O mais importante, para mim, porém, nessa exposição, é o modo como Juliano
cria tensões entre forma e conteúdo. Se o neo-expressionismo dos anos 1980,
buscava fazer emergir o inconsciente para a consciência, com gestos
“espontâneos e naturais”, aqui as problematizações vão além. Não se trata de
fazer emergir o inconsciente para a consciência, penso eu, mas de usar a
inconsciência como material de produção artística e poética. Poderíamos, por
exemplo, aproximar a ideia do jorro com o gesto do gozo.

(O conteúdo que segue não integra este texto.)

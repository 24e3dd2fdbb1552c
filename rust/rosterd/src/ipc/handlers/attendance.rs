use crate::calc;
use crate::dataset::Dataset;
use crate::ipc::error::HandlerErr;
use crate::ipc::handlers::records::{self, respond};
use crate::ipc::helpers::{
    optional_date, optional_enum, optional_i64, optional_str, required_date, required_i64,
};
use crate::ipc::types::{AppState, Request};
use crate::model::{AttendanceRecord, AttendanceStatus};
use crate::query::{self, AttendanceFilter};
use crate::resolve::{self, AttendanceKey};
use crate::store::RecordStore;
use serde_json::json;

fn attendance(ds: &mut Dataset) -> &mut dyn RecordStore<AttendanceRecord> {
    ds.attendance.as_mut()
}

fn attendance_list(state: &mut AppState, req: &Request) -> Result<serde_json::Value, HandlerErr> {
    let p = &req.params;
    let filter = AttendanceFilter {
        student_id: optional_i64(p, "studentId")?,
        class_id: optional_i64(p, "classId")?,
        date: optional_date(p, "date")?,
        from: optional_date(p, "from")?,
        to: optional_date(p, "to")?,
    };
    let out = query::filter_attendance(state.dataset.attendance.list()?, &filter);
    Ok(json!({
        "attendance": out,
        "revision": state.dataset.revision()
    }))
}

fn attendance_mark(state: &mut AppState, req: &Request) -> Result<serde_json::Value, HandlerErr> {
    let p = &req.params;
    let key = AttendanceKey {
        student_id: required_i64(p, "studentId")?,
        class_id: required_i64(p, "classId")?,
        date: required_date(p, "date")?,
    };
    let Some(status) = optional_enum(p, "status", AttendanceStatus::parse, "present, absent, late")?
    else {
        return Err(HandlerErr::bad_params("missing status"));
    };
    let notes = optional_str(p, "notes")?;

    let upserted = resolve::mark_attendance(state.dataset.attendance.as_mut(), key, status, notes)?;
    let revision = state.dataset.touch();
    Ok(json!({
        "record": upserted.record,
        "created": upserted.created,
        "revision": revision
    }))
}

fn attendance_daily_stats(
    state: &mut AppState,
    req: &Request,
) -> Result<serde_json::Value, HandlerErr> {
    let date = required_date(&req.params, "date")?;
    let class_id = optional_i64(&req.params, "classId")?;
    let records = state.dataset.attendance.list()?;
    let stats = calc::tally_attendance(
        records
            .iter()
            .filter(|r| r.date == date)
            .filter(|r| class_id.map_or(true, |id| r.class_id == id)),
    );
    Ok(json!({
        "date": date,
        "classId": class_id,
        "stats": stats,
        "rate": calc::attendance_rate(&stats)
    }))
}

fn handle_attendance_list(state: &mut AppState, req: &Request) -> serde_json::Value {
    respond(req, attendance_list(state, req))
}

fn handle_attendance_mark(state: &mut AppState, req: &Request) -> serde_json::Value {
    respond(req, attendance_mark(state, req))
}

fn handle_attendance_daily_stats(state: &mut AppState, req: &Request) -> serde_json::Value {
    respond(req, attendance_daily_stats(state, req))
}

pub fn try_handle(state: &mut AppState, req: &Request) -> Option<serde_json::Value> {
    match req.method.as_str() {
        "attendance.list" => Some(handle_attendance_list(state, req)),
        "attendance.get" => Some(records::handle_get(state, req, "record", attendance)),
        "attendance.create" => Some(records::handle_create(state, req, "record", attendance)),
        "attendance.update" => Some(records::handle_update(state, req, "record", attendance)),
        "attendance.delete" => Some(records::handle_delete(state, req, "record", attendance)),
        "attendance.mark" => Some(handle_attendance_mark(state, req)),
        "attendance.dailyStats" => Some(handle_attendance_daily_stats(state, req)),
        _ => None,
    }
}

Enquanto no primeiro
caso os artistas promoviam uma espécie de catarse com os materiais, no
segundo caso, os artistas levam em consideração os dispositivos onde operam
suas ações. Juliano mantém o jorro e até o exibe – como no caso dos 2 vulcões
de porcelana, do caminho de grama com graxa; do óleo acumulado em uma
peça de argila – mas o gozo é metafórico pois, assim como em “A noiva despida
pelos seus celibatários, mesmo”, mais conhecido como “O grande vidro” (1915-
1923), de Marcel Duchamp, os personagens da obra vivem seu moto contínuo,
girando eternamente a máquina/noiva, sem tocá-la.